Solidarität wird auch heute
noch zu oft ausschließlich national begriffen, dabei sollte sie doch
grenzüberschreitend sein. Sowohl Länder- und Staatsgrenzen als auch Barrieren
innerhalb unserer eigenen Gesellschaft könnten durch eine Verbundenheit der
Menschen auf der untersten, menschlichen Ebene überwunden werden. Denn Solidarität
ist nichts, was von der Politik gesetzlich verordnet werden kann. Sie ist dennoch
einer von den Werten, über die alle reden, an denen es uns aber mangelt.

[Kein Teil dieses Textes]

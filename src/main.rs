//! Slots CLI - play the fruit machine, browse high scores, simulate sessions.

// Allow print in the CLI binary
#![allow(clippy::print_stdout, clippy::print_stderr)]
#![cfg_attr(test, allow(clippy::unwrap_used))]

mod cli;

use clap::{ArgAction, Parser, Subcommand};
use std::path::PathBuf;
use std::process::ExitCode;

/// Slots - a five-reel fruit machine with nudge and hold
#[derive(Parser, Debug)]
#[command(name = "slots")]
#[command(author, version, about, long_about = None)]
struct Args {
    /// Increase log verbosity (-v info, -vv debug, -vvv trace)
    #[arg(short, long, action = ArgAction::Count, global = true)]
    verbose: u8,

    #[command(subcommand)]
    command: Commands,
}

/// Available commands
#[derive(Subcommand, Debug)]
enum Commands {
    /// Play the machine in the terminal
    Play {
        /// Game configuration file (JSON)
        #[arg(short, long)]
        config: Option<PathBuf>,

        /// High-score ledger (default: ~/.slots/highscores.json)
        #[arg(long)]
        scores: Option<PathBuf>,

        /// Random seed (default: random)
        #[arg(short, long)]
        seed: Option<u64>,

        /// Write logs to this file
        #[arg(long)]
        log_file: Option<PathBuf>,
    },

    /// Show the high-score leaderboard
    Scores {
        /// Game configuration file (JSON)
        #[arg(short, long)]
        config: Option<PathBuf>,

        /// High-score ledger (default: ~/.slots/highscores.json)
        #[arg(long)]
        scores: Option<PathBuf>,

        /// Output format: text or json
        #[arg(short, long, default_value = "text")]
        format: cli::OutputFormat,
    },

    /// Run headless sessions in parallel and aggregate statistics
    Simulate {
        /// Game configuration file (JSON)
        #[arg(short, long)]
        config: Option<PathBuf>,

        /// Number of sessions to run (default: 1000)
        #[arg(short = 'n', long, default_value = "1000")]
        sessions: u64,

        /// Full spins per session before walking away (default: 100)
        #[arg(long, default_value = "100")]
        spins: u32,

        /// Starting seed (increments for each session)
        #[arg(short, long)]
        seed: Option<u64>,

        /// Move policy of the scripted player
        #[arg(long, default_value = "spin")]
        strategy: cli::StrategyArg,

        /// Parallel threads (default: CPU count)
        #[arg(short = 'j', long)]
        threads: Option<usize>,

        /// Output format: text or json
        #[arg(short, long, default_value = "text")]
        format: cli::OutputFormat,

        /// Show progress bar
        #[arg(short, long)]
        progress: bool,
    },

    /// Show prizes and move costs
    Paytable {
        /// Game configuration file (JSON)
        #[arg(short, long)]
        config: Option<PathBuf>,

        /// Output format: text or json
        #[arg(short, long, default_value = "text")]
        format: cli::OutputFormat,
    },
}

fn main() -> ExitCode {
    let args = Args::parse();

    let (log_file, tui) = match &args.command {
        Commands::Play { log_file, .. } => (log_file.as_deref(), true),
        _ => (None, false),
    };
    if let Err(e) = cli::init_logging(args.verbose, log_file, tui) {
        eprintln!("Error: {e}");
        return ExitCode::FAILURE;
    }

    let result = match args.command {
        Commands::Play {
            config,
            scores,
            seed,
            log_file: _,
        } => cli::play::execute(config, scores, seed),

        Commands::Scores {
            config,
            scores,
            format,
        } => cli::scores::execute(config, scores, format),

        Commands::Simulate {
            config,
            sessions,
            spins,
            seed,
            strategy,
            threads,
            format,
            progress,
        } => cli::simulate::execute(config, sessions, spins, seed, strategy, threads, format, progress),

        Commands::Paytable { config, format } => cli::paytable::execute(config, format),
    };

    match result {
        Ok(()) => ExitCode::SUCCESS,
        Err(e) => {
            tracing::error!(%e, "command failed");
            eprintln!("Error: {e}");
            ExitCode::FAILURE
        }
    }
}
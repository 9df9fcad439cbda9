//! High-score ledger.
//!
//! The game only needs five operations from its store: read the top `n`
//! records, insert, update a score, update the play counters and delete.
//! [`HighScoreStore`] captures exactly that, so the reconciliation logic in
//! [`reconcile`] never sees a storage engine.
//!
//! Two stores ship with the crate:
//! - [`MemoryStore`] keeps records in a `Vec`, for tests and simulations
//! - [`JsonFileStore`] persists a versioned JSON document on disk

mod file;
mod memory;
mod reconcile;

pub use file::{JsonFileStore, default_scores_path, slots_data_dir};
pub use memory::MemoryStore;
pub use reconcile::{ReconcileOutcome, Visit, reconcile};

use serde::{Deserialize, Serialize};
use thiserror::Error;

/// Store-assigned record identifier.
pub type RecordId = u64;

/// One row of the ledger.
#[derive(Debug, Clone, PartialEq, Eq, Serialize, Deserialize)]
pub struct HighScoreRecord {
    /// Identifier assigned on insert.
    pub id: RecordId,
    /// Player name.
    pub name: String,
    /// Cumulative net pot across the player's visits.
    pub score: i64,
    /// Visits recorded under this name.
    #[serde(default)]
    pub plays: u32,
    /// Nudges and holds used across those visits.
    #[serde(default)]
    pub moves_used: u64,
}

/// Ordering for [`HighScoreStore::top_n`].
#[derive(Debug, Clone, Copy, PartialEq, Eq)]
pub enum SortOrder {
    /// Lowest score first.
    Ascending,
    /// Highest score first.
    Descending,
}

/// Errors from a high-score store.
#[derive(Debug, Error)]
pub enum StoreError {
    /// The backing storage cannot be reached.
    #[error("store unavailable: {0}")]
    Unavailable(String),
    /// Reading or writing the backing file failed.
    #[error("store I/O failed: {0}")]
    Io(#[from] std::io::Error),
    /// The backing file is not a valid ledger.
    #[error("store is corrupt: {0}")]
    Corrupt(#[from] serde_json::Error),
    /// The backing file was written by an unknown format version.
    #[error("unsupported store version: {0}")]
    UnsupportedVersion(u32),
    /// No record has the given id.
    #[error("unknown record {0}")]
    UnknownRecord(RecordId),
}

/// A persistent, ordered ledger of `(name, score)` records.
///
/// All operations are synchronous. Ties in score are broken by id, oldest
/// first, so results are deterministic.
pub trait HighScoreStore {
    /// Up to `n` records ordered by score.
    ///
    /// # Errors
    ///
    /// Returns an error if the store cannot be read.
    fn top_n(&self, n: usize, order: SortOrder) -> Result<Vec<HighScoreRecord>, StoreError>;

    /// Add a record and return its id.
    ///
    /// # Errors
    ///
    /// Returns an error if the store cannot be written.
    fn insert_record(&mut self, name: &str, score: i64) -> Result<RecordId, StoreError>;

    /// Replace the score of an existing record.
    ///
    /// # Errors
    ///
    /// Returns [`StoreError::UnknownRecord`] if `id` does not exist, or an
    /// error if the store cannot be written.
    fn update_score(&mut self, id: RecordId, score: i64) -> Result<(), StoreError>;

    /// Replace the play counters of an existing record.
    ///
    /// # Errors
    ///
    /// Returns [`StoreError::UnknownRecord`] if `id` does not exist, or an
    /// error if the store cannot be written.
    fn update_plays(
        &mut self,
        id: RecordId,
        plays: u32,
        moves_used: u64,
    ) -> Result<(), StoreError>;

    /// Remove a record.
    ///
    /// # Errors
    ///
    /// Returns [`StoreError::UnknownRecord`] if `id` does not exist, or an
    /// error if the store cannot be written.
    fn delete_record(&mut self, id: RecordId) -> Result<(), StoreError>;
}

/// The leaderboard as displayed: best `n` records, highest first.
///
/// # Errors
///
/// Returns an error if the store cannot be read.
pub fn leaderboard<S: HighScoreStore + ?Sized>(
    store: &S,
    n: usize,
) -> Result<Vec<HighScoreRecord>, StoreError> {
    store.top_n(n, SortOrder::Descending)
}
fn on_high_scores(input: &Input, bankroll: &mut Bankroll, tally: &mut Tally) -> Step {
    if input.cancel_held {
        return Step::Exit;
    }
    if input.confirm_held {
        bankroll.reset();
        tally.visit_moves = 0;
        return Step::Go(Mode::Ready);
    }
    Step::Stay
}

fn moves_on_offer(bankroll: &Bankroll, reels: &ReelBank, config: &GameConfig) -> bool {
    !reels.is_winning_round()
        && reels.can_use_move()
        && bankroll.balance() > config.nudge_cost
        && bankroll.balance() > config.hold_cost
}

/// Map the digit keys 1-5 to reel indices 0-4.
fn reel_for_digit(c: char) -> Option<usize> {
    let digit = usize::try_from(c.to_digit(10)?).ok()?;
    digit.checked_sub(1).filter(|&index| index < REEL_COUNT)
}

/// A reel bank call was rejected: the session broke its own guard.
fn contract_breach(err: &SlotsError) {
    tracing::error!(%err, "reel bank contract breached");
    if cfg!(debug_assertions) {
        panic!("reel bank contract breached: {err}");
    }
}
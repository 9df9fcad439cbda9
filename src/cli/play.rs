//! Play command implementation - the interactive fruit machine.

// Terminal cell arithmetic and animation frame selection
#![allow(clippy::cast_possible_truncation)]

use super::output::{leaderboard_lines, paytable_lines};
use super::{CliError, load_config, open_store};
use crossterm::{
    event::{self, Event, KeyCode, KeyEvent, KeyEventKind, KeyModifiers},
    execute,
    terminal::{EnterAlternateScreen, LeaveAlternateScreen, disable_raw_mode, enable_raw_mode},
};
use ratatui::{
    Frame, Terminal,
    backend::{Backend, CrosstermBackend},
    layout::{Alignment, Constraint, Direction, Layout, Rect},
    style::{Color, Modifier, Style},
    text::{Line, Span},
    widgets::{Block, Borders, Paragraph, Wrap},
};
use slots::scores::leaderboard;
use slots::{
    GameClock, GameConfig, HighScoreRecord, Input, JsonFileStore, Key, ModeKind, REEL_COUNT,
    ReconcileOutcome, SeededRandom, Session, SessionView, Signal, SlotsError, Symbol,
};
use std::io::stdout;
use std::path::PathBuf;
use std::time::{Duration, Instant};

/// Target frame time.
const FRAME: Duration = Duration::from_millis(33);

/// How long each blurred symbol shows while a reel turns.
const BLUR_STEP_MS: u128 = 70;

/// Execute the play command.
///
/// # Errors
///
/// Returns an error if the configuration or ledger cannot be opened, or the
/// terminal fails.
pub(crate) fn execute(
    config: Option<PathBuf>,
    scores: Option<PathBuf>,
    seed: Option<u64>,
) -> Result<(), CliError> {
    let config = load_config(config)?;
    let store = open_store(scores)?;
    tracing::info!(path = %store.path().display(), "high-score ledger ready");

    let app = App::new(config, store, seed);
    run_tui(app)
}

/// App state for the TUI.
struct App {
    session: Session,
    clock: GameClock,
    rng: SeededRandom,
    store: JsonFileStore,
    /// Leaderboard as last read from the store.
    board: Vec<HighScoreRecord>,
    /// Problem to show the player, if any.
    status: Option<String>,
}

impl App {
    fn new(config: GameConfig, store: JsonFileStore, seed: Option<u64>) -> Self {
        let rng = SeededRandom::new(seed);
        tracing::info!(seed = rng.seed(), "starting session");
        Self {
            session: Session::new(config),
            clock: GameClock::new(),
            rng,
            store,
            board: Vec::new(),
            status: None,
        }
    }

    /// Feed one frame's input into the session.
    fn step(&mut self, elapsed: Duration, input: &Input) -> Result<Signal, CliError> {
        self.clock.advance(elapsed);
        let before = self.session.mode().kind();

        let signal = match self.session.update(self.clock.now(), input, &mut self.rng, &mut self.store) {
            Ok(signal) => signal,
            Err(SlotsError::StoreUnavailable(e)) => {
                self.status = Some(format!("High scores not saved: {e}"));
                Signal::Continue
            }
            Err(e) => return Err(e.into()),
        };

        let after = self.session.mode().kind();
        if after == ModeKind::HighScores && before != ModeKind::HighScores {
            self.refresh_board();
        }
        if after == ModeKind::Ready && before == ModeKind::HighScores {
            self.status = None;
        }
        Ok(signal)
    }

    fn refresh_board(&mut self) {
        match leaderboard(&self.store, self.session.config().max_highscores) {
            Ok(board) => self.board = board,
            Err(e) => {
                tracing::warn!(%e, "failed to read leaderboard");
                self.status = Some(format!("High scores unavailable: {e}"));
            }
        }
    }
}

fn run_tui(mut app: App) -> Result<(), CliError> {
    // Setup terminal
    enable_raw_mode()?;
    let mut stdout = stdout();
    execute!(stdout, EnterAlternateScreen)?;
    let backend = CrosstermBackend::new(stdout);
    let mut terminal = Terminal::new(backend).map_err(|e| CliError::new(e.to_string()))?;

    let result = game_loop(&mut terminal, &mut app);

    // Restore terminal
    disable_raw_mode()?;
    execute!(terminal.backend_mut(), LeaveAlternateScreen)?;

    result
}

fn game_loop<B: Backend>(terminal: &mut Terminal<B>, app: &mut App) -> Result<(), CliError> {
    let mut last_frame = Instant::now();

    loop {
        let view = app.session.view(app.clock.now());
        terminal.draw(|f| ui(f, app, &view)).map_err(|e| CliError::new(e.to_string()))?;

        let mut input = Input::idle();
        if event::poll(FRAME).map_err(|e| CliError::new(e.to_string()))?
            && let Event::Key(key) = event::read().map_err(|e| CliError::new(e.to_string()))?
        {
            if key.code == KeyCode::Char('c') && key.modifiers.contains(KeyModifiers::CONTROL) {
                return Ok(());
            }
            input = translate_key(key);
        }

        let elapsed = last_frame.elapsed();
        last_frame = Instant::now();
        if app.step(elapsed, &input)? == Signal::Exit {
            return Ok(());
        }
    }
}

/// Map a terminal key event onto session input.
///
/// Terminals report presses rather than held keys, so a space or escape
/// press counts as holding that key for one frame.
fn translate_key(key: KeyEvent) -> Input {
    let fresh_press = key.kind == KeyEventKind::Press;
    if key.kind == KeyEventKind::Release {
        return Input::idle();
    }

    let mapped = match key.code {
        KeyCode::Char(c) => Some(Key::Char(c)),
        KeyCode::Backspace => Some(Key::Backspace),
        KeyCode::Enter => Some(Key::Enter),
        KeyCode::Esc => Some(Key::Escape),
        _ => None,
    };

    Input {
        key: mapped,
        fresh_press,
        confirm_held: key.code == KeyCode::Char(' '),
        cancel_held: key.code == KeyCode::Esc,
    }
}

fn ui(f: &mut Frame, app: &App, view: &SessionView) {
    let chunks = Layout::default()
        .direction(Direction::Vertical)
        .constraints([
            Constraint::Length(3), // Header
            Constraint::Min(10),   // Main content
            Constraint::Length(3), // Footer
        ])
        .split(f.area());

    render_header(f, chunks[0], view);

    let main_chunks = Layout::default()
        .direction(Direction::Horizontal)
        .constraints([Constraint::Percentage(70), Constraint::Percentage(30)])
        .split(chunks[1]);

    let left = Layout::default()
        .direction(Direction::Vertical)
        .constraints([Constraint::Length(7), Constraint::Min(4)])
        .split(main_chunks[0]);

    render_reels(f, left[0], app, view);
    if view.mode == ModeKind::HighScores {
        render_leaderboard(f, left[1], app, view);
    } else {
        render_message(f, left[1], app, view);
    }
    render_paytable(f, main_chunks[1], app, view);
    render_footer(f, chunks[2], view);
}

fn render_header(f: &mut Frame, area: Rect, view: &SessionView) {
    let title = format!(
        " Slots | Bankroll: {} | Moves left: {} | {} ",
        view.bankroll, view.moves_remaining, view.mode
    );

    let header = Paragraph::new(title)
        .style(Style::default().fg(Color::Cyan).add_modifier(Modifier::BOLD))
        .block(Block::default().borders(Borders::ALL));

    f.render_widget(header, area);
}

fn render_reels(f: &mut Frame, area: Rect, app: &App, view: &SessionView) {
    let cells = Layout::default()
        .direction(Direction::Horizontal)
        .constraints([Constraint::Ratio(1, REEL_COUNT as u32); REEL_COUNT])
        .split(area);

    let blur_frame = (app.clock.now().as_millis() / BLUR_STEP_MS) as usize;

    for (i, (reel, cell)) in view.reels.iter().zip(cells.iter()).enumerate() {
        let (symbol, style) = if reel.animating {
            let blurred = Symbol::ALL[(blur_frame + i * 2) % Symbol::COUNT];
            (blurred, Style::default().fg(Color::DarkGray))
        } else {
            let style = if view.winning && !view.spinning {
                Style::default().fg(Color::Yellow).add_modifier(Modifier::BOLD)
            } else {
                Style::default().fg(symbol_color(reel.symbol))
            };
            (reel.symbol, style)
        };

        let mut lines = vec![
            Line::from(""),
            Line::from(Span::styled(symbol.name().to_uppercase(), style)),
        ];
        if reel.held {
            lines.push(Line::from(Span::styled(
                "HELD",
                Style::default().fg(Color::Black).bg(Color::Yellow),
            )));
        }

        let widget = Paragraph::new(lines)
            .alignment(Alignment::Center)
            .block(Block::default().borders(Borders::ALL).title(format!(" {} ", i + 1)));
        f.render_widget(widget, *cell);
    }
}

fn symbol_color(symbol: Symbol) -> Color {
    match symbol {
        Symbol::Orange => Color::LightRed,
        Symbol::Seven => Color::Red,
        Symbol::Bar => Color::White,
        Symbol::Pear => Color::Green,
        Symbol::Banana => Color::Yellow,
        Symbol::Cherry => Color::Magenta,
    }
}

fn render_message(f: &mut Frame, area: Rect, app: &App, view: &SessionView) {
    let config = app.session.config();
    let mut lines = Vec::new();

    match view.mode {
        ModeKind::Ready => {
            lines.push(Line::from(format!("Press SPACE to spin ({} a go)", config.play_cost)));
            lines.push(Line::from("Press ESC to see the high scores"));
        }
        ModeKind::Spinning => lines.push(Line::from("Good luck...")),
        ModeKind::Result => {
            match view.last_win {
                Some(prize) => lines.push(Line::from(Span::styled(
                    format!("Five of a kind! You win {prize}"),
                    Style::default().fg(Color::Yellow).add_modifier(Modifier::BOLD),
                ))),
                None => lines.push(Line::from("No luck this time")),
            }
            if view.moves_offered {
                lines.push(Line::from(format!(
                    "[N] Nudge a reel ({})  [H] Hold a reel ({})  {} moves left",
                    config.nudge_cost, config.hold_cost, view.moves_remaining
                )));
            }
            lines.push(Line::from("SPACE to play again, ESC to cash out"));
        }
        ModeKind::Nudge => lines.push(Line::from(format!("Nudge which reel? [1-{REEL_COUNT}]"))),
        ModeKind::Hold => lines.push(Line::from(format!("Hold which reel? [1-{REEL_COUNT}]"))),
        ModeKind::EnterName => {
            let net = app.session.bankroll().net_pot();
            lines.push(Line::from(format!("You finished {net:+}")));
            lines.push(Line::from(format!("Enter your name: {}_", view.name)));
            lines.push(Line::from("Letters only, ENTER when done"));
        }
        ModeKind::HighScores => {}
    }

    if let Some(status) = &app.status {
        lines.push(Line::from(""));
        lines.push(Line::from(Span::styled(status.clone(), Style::default().fg(Color::Red))));
    }

    let widget = Paragraph::new(lines)
        .block(Block::default().borders(Borders::ALL).title(" Machine "))
        .wrap(Wrap { trim: false });
    f.render_widget(widget, area);
}

fn render_leaderboard(f: &mut Frame, area: Rect, app: &App, view: &SessionView) {
    let capacity = app.session.config().max_highscores;
    let mut lines: Vec<Line> = Vec::new();

    if let Some(player) = &view.player {
        let note = match view.outcome {
            Some(ReconcileOutcome::Updated { score, .. }) => format!("{player}, your total is now {score}"),
            Some(ReconcileOutcome::Inserted { .. } | ReconcileOutcome::Replaced { .. }) => {
                format!("{player}, you made the board!")
            }
            Some(ReconcileOutcome::NotQualified) => format!("Sorry {player}, not this time"),
            None => format!("{player}, your score was not saved"),
        };
        lines.push(Line::from(Span::styled(note, Style::default().add_modifier(Modifier::BOLD))));
        lines.push(Line::from(""));
    }

    for (i, line) in leaderboard_lines(&app.board, capacity).into_iter().enumerate() {
        let name = app.board.get(i).map(|r| r.name.as_str());
        let style = if name.is_some() && name == view.player.as_deref() {
            Style::default().fg(Color::Yellow)
        } else {
            Style::default()
        };
        lines.push(Line::from(Span::styled(line, style)));
    }

    if let Some(status) = &app.status {
        lines.push(Line::from(""));
        lines.push(Line::from(Span::styled(status.clone(), Style::default().fg(Color::Red))));
    }

    let widget = Paragraph::new(lines).block(Block::default().borders(Borders::ALL).title(" High Scores "));
    f.render_widget(widget, area);
}

fn render_paytable(f: &mut Frame, area: Rect, app: &App, view: &SessionView) {
    let mut lines: Vec<Line> = paytable_lines(app.session.config())
        .into_iter()
        .map(Line::from)
        .collect();

    let stats = view.stats;
    lines.push(Line::from(""));
    lines.push(Line::from(format!("Spins  {}", stats.spins)));
    lines.push(Line::from(format!("Wins   {}", stats.wins)));
    lines.push(Line::from(format!("Moves  {}", stats.moves_used)));

    let widget = Paragraph::new(lines)
        .block(Block::default().borders(Borders::ALL).title(" Paytable "))
        .wrap(Wrap { trim: false });
    f.render_widget(widget, area);
}

fn render_footer(f: &mut Frame, area: Rect, view: &SessionView) {
    let controls = match view.mode {
        ModeKind::Ready => " [Space] Spin  [Esc] High scores  [Ctrl-C] Quit ",
        ModeKind::Spinning => " [Ctrl-C] Quit ",
        ModeKind::Result if view.moves_offered => " [Space] Again  [N] Nudge  [H] Hold  [Esc] Cash out ",
        ModeKind::Result => " [Space] Again  [Esc] Cash out ",
        ModeKind::Nudge | ModeKind::Hold => " [1-5] Choose reel ",
        ModeKind::EnterName => " [A-Z] Type  [Backspace] Delete  [Enter] Save ",
        ModeKind::HighScores => " [Space] Play again  [Esc] Quit ",
    };

    let footer = Paragraph::new(controls)
        .style(Style::default().fg(Color::Gray))
        .block(Block::default().borders(Borders::ALL));

    f.render_widget(footer, area);
}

Solidarität als Mutter des Mitgefühls,
der Feinfühligkeit und des Respekts ist nicht nur in Notzeiten gefragt, nach
Tsunamis oder Erdbeben. Feingefühl will den Verletzten, den Missbrauchten der
Gesellschaft jeden Tag entgegengebracht werden. Mitgefühl und Verständnis
benötigen heimatlose Flüchtlinge, genauso wie die Diskriminierten, die
hierzulande noch immer leiden müssen, weil sie anders sind. Die Bedingung für
ein solidarisches Miteinander ist der Respekt. Doch er fehlt so oft, wenn wir
Debatten über die Köpfe derjenigen hinweg führen, die eigentlich am meisten
betroffen sind und die dennoch kaum zu Wort kommen. Solidarität muss im Zentrum
der Gesellschaft verwurzelt sein, doch hier verläuft jene Kluft, welche sich in
diesen stürmischen Tagen immer weiter vor uns und zwischen uns auftut. Wir müssen heute dringender als irgendwann
zuvor im kleinen Rahmen wieder lernen, was wir im Großen umsetzen sollten: Das „Wir“
entdecken, ohne das „Andere“ auszustoßen. Das Boot, in dem wir alle sitzen, beginnt
nur dann zu sinken, wenn wir uns gegenseitig zerfleischen. Solidarität ist keine
harte Arbeit und sie muss auch nicht teuer sein. Sie ist eine Frage des Willens
und des Loslassens all der Einwände, die uns und anderen noch das Leben schwer
machen. Und sie ist für jede Gesellschaft überlebenswichtig.